- _TASK PROMPT_:
Your answer must consist solely of the lines from the start of the entries below through the line with "assert_eq!(a_calls.load(Ordering::SeqCst), 6);", unchanged.

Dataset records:
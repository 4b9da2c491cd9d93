//! Behavior-tree integration scenarios.

use std::sync::atomic::{AtomicUsize, Ordering};
use std::sync::Arc;

use reflex_bt::{BtManager, Status};
use reflex_core::Context;

#[test]
fn repeater_over_sequence_runs_actions_in_pairs() {
    let a_calls = Arc::new(AtomicUsize::new(0));
    let b_calls = Arc::new(AtomicUsize::new(0));

    let manager = BtManager::new();
    let a = a_calls.clone();
    manager.register_action(
        "action_a",
        Arc::new(move |_| {
            a.fetch_add(1, Ordering::SeqCst);
            Status::Success
        }),
    );
    let b = b_calls.clone();
    manager.register_action(
        "action_b",
        Arc::new(move |_| {
            b.fetch_add(1, Ordering::SeqCst);
            Status::Success
        }),
    );

    manager
        .load_tree(
            "patrol",
            &serde_json::json!({"root": {
                "type": "repeater",
                "repeat_count": 3,
                "child": {"type": "sequence", "children": [
                    {"type": "action", "action": "action_a"},
                    {"type": "action", "action": "action_b"},
                ]},
            }}),
        )
        .unwrap();

    let mut ctx = Context::new();
    // Deterministic children complete all three repeats inside one tick.
    assert_eq!(manager.execute("patrol", &mut ctx), Status::Success);
    assert_eq!(a_calls.load(Ordering::SeqCst), 3);
    assert_eq!(b_calls.load(Ordering::SeqCst), 3);

    // A completed repeater stays Success without re-running its child.
    assert_eq!(manager.execute("patrol", &mut ctx), Status::Success);
    assert_eq!(a_calls.load(Ordering::SeqCst), 3);

    manager.reset("patrol");
    assert_eq!(manager.execute("patrol", &mut ctx), Status::Success);
    assert_eq!(a_calls.load(Ordering::SeqCst), 6);
    assert_eq!(b_calls.load(Ordering::SeqCst), 6);
}

#[test]
fn selector_falls_back_when_guard_fails() {
    let manager = BtManager::new();
    manager.register_condition("docked", Arc::new(|ctx| ctx.get("docked").truthy()));
    manager.register_action("charge", Arc::new(|_| Status::Success));
    manager.register_action(
        "seek_dock",
        Arc::new(|ctx| {
            ctx.set("seeking", true);
            Status::Success
        }),
    );

    manager
        .load_tree(
            "power",
            &serde_json::json!({"root": {"type": "selector", "children": [
                {"type": "sequence", "children": [
                    {"type": "condition", "condition": "docked"},
                    {"type": "action", "action": "charge"},
                ]},
                {"type": "action", "action": "seek_dock"},
            ]}}),
        )
        .unwrap();

    let mut ctx = Context::new();
    ctx.set("docked", false);
    assert_eq!(manager.execute("power", &mut ctx), Status::Success);
    assert!(ctx.get("seeking").truthy());

    let mut docked_ctx = Context::new();
    docked_ctx.set("docked", true);
    assert_eq!(manager.execute("power", &mut docked_ctx), Status::Success);
    assert!(!docked_ctx.has("seeking"));
}

#[test]
fn running_leaf_keeps_tree_running_across_ticks() {
    let ticks = Arc::new(AtomicUsize::new(0));
    let manager = BtManager::new();
    let ticks_clone = ticks.clone();
    // Returns Running twice, then Success.
    manager.register_action(
        "slow_move",
        Arc::new(move |_| {
            if ticks_clone.fetch_add(1, Ordering::SeqCst) < 2 {
                Status::Running
            } else {
                Status::Success
            }
        }),
    );

    manager
        .load_tree(
            "mover",
            &serde_json::json!({"root": {"type": "sequence", "children": [
                {"type": "action", "action": "slow_move"},
            ]}}),
        )
        .unwrap();

    let mut ctx = Context::new();
    assert_eq!(manager.execute("mover", &mut ctx), Status::Running);
    assert_eq!(manager.status("mover"), Status::Running);
    assert_eq!(manager.execute("mover", &mut ctx), Status::Running);
    assert_eq!(manager.execute("mover", &mut ctx), Status::Success);

    let stats = manager.stats("mover").unwrap();
    assert_eq!(stats.execution_count, 3);
    assert_eq!(stats.running_count, 2);
    assert_eq!(stats.success_count, 1);
}

#[test]
fn tree_json_round_trips_through_the_manager() {
    let manager = BtManager::new();
    let json = serde_json::json!({"root": {
        "type": "inverter",
        "child": {"type": "condition", "condition": "obstacle"},
    }});
    manager.load_tree("t", &json).unwrap();
    assert_eq!(manager.tree_json("t").unwrap(), json);
}
//! Per-identifier resource accounting and limit checks.

use std::collections::HashMap;
use std::sync::atomic::{AtomicI64, AtomicU64, Ordering};
use std::sync::Mutex;

use chrono::{DateTime, Utc};
use serde::{Deserialize, Serialize};
use tracing::warn;

/// Atomic usage counters for one identifier.
#[derive(Debug, Default)]
pub struct Usage {
    pub memory_bytes: AtomicU64,
    pub cpu_ms: AtomicU64,
    pub executions: AtomicU64,
    pub errors: AtomicU64,
    pub total_exec_ms: AtomicU64,
}

/// Plain-data copy of the counters.
#[derive(Debug, Clone, Copy, Default, Serialize, Deserialize)]
pub struct UsageSnapshot {
    pub memory_bytes: u64,
    pub cpu_ms: u64,
    pub executions: u64,
    pub errors: u64,
    pub total_exec_ms: u64,
}

impl Usage {
    fn snapshot(&self) -> UsageSnapshot {
        UsageSnapshot {
            memory_bytes: self.memory_bytes.load(Ordering::Relaxed),
            cpu_ms: self.cpu_ms.load(Ordering::Relaxed),
            executions: self.executions.load(Ordering::Relaxed),
            errors: self.errors.load(Ordering::Relaxed),
            total_exec_ms: self.total_exec_ms.load(Ordering::Relaxed),
        }
    }
}

/// Limit configuration; a zero (or 0.0) entry means unlimited.
#[derive(Debug, Clone, Copy, Default, PartialEq, Serialize, Deserialize)]
pub struct Limits {
    pub max_memory_bytes: u64,
    pub max_cpu_ms: u64,
    pub max_executions: u64,
    /// Bound on the *average* execution time.
    pub max_avg_exec_ms: u64,
    pub max_error_rate: f64,
}

/// Status report for one identifier.
#[derive(Debug, Clone, Serialize)]
pub struct ResourceStatus {
    pub within_limits: bool,
    /// Human-readable reason; empty while within limits.
    pub violation: String,
    pub memory_percent: f64,
    pub cpu_percent: f64,
    pub error_rate: f64,
    pub avg_exec_ms: u64,
    pub usage: UsageSnapshot,
    pub limits: Limits,
}

/// Roll-up across every monitored identifier.
#[derive(Debug, Clone, Copy, Default, Serialize)]
pub struct GlobalUsageStats {
    pub total_memory_bytes: u64,
    pub total_cpu_ms: u64,
    pub total_executions: u64,
    pub total_errors: u64,
    pub average_error_rate: f64,
    pub monitored_count: usize,
}

struct MonitoringData {
    usage: Usage,
    limits: Limits,
    /// Unix-millisecond stamp of the last `record_usage`, for expiry.
    last_update_ms: AtomicI64,
}

/// Tracks resource usage against configured limits, keyed by identifier.
#[derive(Default)]
pub struct ResourceMonitor {
    data: Mutex<HashMap<String, MonitoringData>>,
}

impl ResourceMonitor {
    pub fn new() -> Self {
        Self::default()
    }

    /// Begin (or reconfigure) monitoring for an identifier; counters start
    /// from zero.
    pub fn start_monitoring(&self, identifier: &str, limits: Limits) {
        self.data.lock().unwrap().insert(
            identifier.to_string(),
            MonitoringData {
                usage: Usage::default(),
                limits,
                last_update_ms: AtomicI64::new(Utc::now().timestamp_millis()),
            },
        );
    }

    pub fn stop_monitoring(&self, identifier: &str) {
        self.data.lock().unwrap().remove(identifier);
    }

    /// Record one execution: memory delta, elapsed time and outcome.
    /// Unmonitored identifiers are ignored.
    pub fn record_usage(&self, identifier: &str, memory_delta: u64, exec_ms: u64, success: bool) {
        let data = self.data.lock().unwrap();
        let Some(entry) = data.get(identifier) else {
            return;
        };
        entry.usage.memory_bytes.fetch_add(memory_delta, Ordering::Relaxed);
        entry.usage.cpu_ms.fetch_add(exec_ms, Ordering::Relaxed);
        entry.usage.executions.fetch_add(1, Ordering::Relaxed);
        if !success {
            entry.usage.errors.fetch_add(1, Ordering::Relaxed);
        }
        entry.usage.total_exec_ms.fetch_add(exec_ms, Ordering::Relaxed);
        entry
            .last_update_ms
            .store(Utc::now().timestamp_millis(), Ordering::Relaxed);
    }

    /// True while every configured non-zero limit is respected. Unmonitored
    /// identifiers check as false.
    pub fn check_limits(&self, identifier: &str) -> bool {
        let data = self.data.lock().unwrap();
        match data.get(identifier) {
            Some(entry) => violation(&entry.usage.snapshot(), &entry.limits).is_none(),
            None => false,
        }
    }

    pub fn set_limits(&self, identifier: &str, limits: Limits) {
        let mut data = self.data.lock().unwrap();
        if let Some(entry) = data.get_mut(identifier) {
            entry.limits = limits;
        }
    }

    /// Full status report; unmonitored identifiers report out-of-limits.
    pub fn status(&self, identifier: &str) -> ResourceStatus {
        let data = self.data.lock().unwrap();
        let Some(entry) = data.get(identifier) else {
            warn!(identifier, "status requested for unmonitored identifier");
            return ResourceStatus {
                within_limits: false,
                violation: "Not monitored".to_string(),
                memory_percent: 0.0,
                cpu_percent: 0.0,
                error_rate: 0.0,
                avg_exec_ms: 0,
                usage: UsageSnapshot::default(),
                limits: Limits::default(),
            };
        };

        let usage = entry.usage.snapshot();
        let limits = entry.limits;
        let violation = violation(&usage, &limits);
        ResourceStatus {
            within_limits: violation.is_none(),
            violation: violation.unwrap_or_default(),
            memory_percent: usage_percent(usage.memory_bytes, limits.max_memory_bytes),
            cpu_percent: usage_percent(usage.cpu_ms, limits.max_cpu_ms),
            error_rate: error_rate(&usage),
            avg_exec_ms: avg_exec_ms(&usage),
            usage,
            limits,
        }
    }

    /// Zero the counters; `None` drops every identifier.
    pub fn reset(&self, identifier: Option<&str>) {
        let mut data = self.data.lock().unwrap();
        match identifier {
            Some(id) => {
                if let Some(entry) = data.get_mut(id) {
                    entry.usage = Usage::default();
                }
            }
            None => data.clear(),
        }
    }

    pub fn monitored_ids(&self) -> Vec<String> {
        self.data.lock().unwrap().keys().cloned().collect()
    }

    pub fn global_stats(&self) -> GlobalUsageStats {
        let data = self.data.lock().unwrap();
        let mut stats = GlobalUsageStats {
            monitored_count: data.len(),
            ..Default::default()
        };
        for entry in data.values() {
            let usage = entry.usage.snapshot();
            stats.total_memory_bytes += usage.memory_bytes;
            stats.total_cpu_ms += usage.cpu_ms;
            stats.total_executions += usage.executions;
            stats.total_errors += usage.errors;
        }
        if stats.total_executions > 0 {
            stats.average_error_rate = stats.total_errors as f64 / stats.total_executions as f64;
        }
        stats
    }

    /// Drop identifiers whose last update is older than `max_age_hours`.
    pub fn cleanup_expired(&self, max_age_hours: i64) {
        let cutoff_ms = (Utc::now() - chrono::Duration::hours(max_age_hours)).timestamp_millis();
        let mut data = self.data.lock().unwrap();
        data.retain(|_, entry| entry.last_update_ms.load(Ordering::Relaxed) >= cutoff_ms);
    }

    /// Backdate an identifier's last-update stamp. Test hook for expiry.
    #[doc(hidden)]
    pub fn backdate(&self, identifier: &str, stamp: DateTime<Utc>) {
        let data = self.data.lock().unwrap();
        if let Some(entry) = data.get(identifier) {
            entry
                .last_update_ms
                .store(stamp.timestamp_millis(), Ordering::Relaxed);
        }
    }
}

fn violation(usage: &UsageSnapshot, limits: &Limits) -> Option<String> {
    if limits.max_memory_bytes > 0 && usage.memory_bytes > limits.max_memory_bytes {
        return Some("Memory usage exceeds limit".to_string());
    }
    if limits.max_cpu_ms > 0 && usage.cpu_ms > limits.max_cpu_ms {
        return Some("CPU time exceeds limit".to_string());
    }
    if limits.max_executions > 0 && usage.executions > limits.max_executions {
        return Some("Execution count exceeds limit".to_string());
    }
    if limits.max_error_rate > 0.0 && usage.executions > 0 && error_rate(usage) > limits.max_error_rate
    {
        return Some("Error rate exceeds limit".to_string());
    }
    if limits.max_avg_exec_ms > 0
        && usage.executions > 0
        && avg_exec_ms(usage) > limits.max_avg_exec_ms
    {
        return Some("Average execution time exceeds limit".to_string());
    }
    None
}

fn error_rate(usage: &UsageSnapshot) -> f64 {
    if usage.executions == 0 {
        0.0
    } else {
        usage.errors as f64 / usage.executions as f64
    }
}

fn avg_exec_ms(usage: &UsageSnapshot) -> u64 {
    if usage.executions == 0 {
        0
    } else {
        usage.total_exec_ms / usage.executions
    }
}

fn usage_percent(current: u64, limit: u64) -> f64 {
    if limit == 0 {
        0.0
    } else {
        (current as f64 / limit as f64 * 100.0).min(100.0)
    }
}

- _RESULT_:
repository 4b9da2c491cd9d93
//! Behavior-tree integration scenarios.

use std::sync::atomic::{AtomicUsize, Ordering};
use std::sync::Arc;

use reflex_bt::{BtManager, Status};
use reflex_core::Context;

#[test]
fn repeater_over_sequence_runs_actions_in_pairs() {
    let a_calls = Arc::new(AtomicUsize::new(0));
    let b_calls = Arc::new(AtomicUsize::new(0));

    let manager = BtManager::new();
    let a = a_calls.clone();
    manager.register_action(
        "action_a",
        Arc::new(move |_| {
            a.fetch_add(1, Ordering::SeqCst);
            Status::Success
        }),
    );
    let b = b_calls.clone();
    manager.register_action(
        "action_b",
        Arc::new(move |_| {
            b.fetch_add(1, Ordering::SeqCst);
            Status::Success
        }),
    );

    manager
        .load_tree(
            "patrol",
            &serde_json::json!({"root": {
                "type": "repeater",
                "repeat_count": 3,
                "child": {"type": "sequence", "children": [
                    {"type": "action", "action": "action_a"},
                    {"type": "action", "action": "action_b"},
                ]},
            }}),
        )
        .unwrap();

    let mut ctx = Context::new();
    // Deterministic children complete all three repeats inside one tick.
    assert_eq!(manager.execute("patrol", &mut ctx), Status::Success);
    assert_eq!(a_calls.load(Ordering::SeqCst), 3);
    assert_eq!(b_calls.load(Ordering::SeqCst), 3);

    // A completed repeater stays Success without re-running its child.
    assert_eq!(manager.execute("patrol", &mut ctx), Status::Success);
    assert_eq!(a_calls.load(Ordering::SeqCst), 3);

    manager.reset("patrol");
    assert_eq!(manager.execute("patrol", &mut ctx), Status::Success);
    assert_eq!(a_calls.load(Ordering::SeqCst), 6);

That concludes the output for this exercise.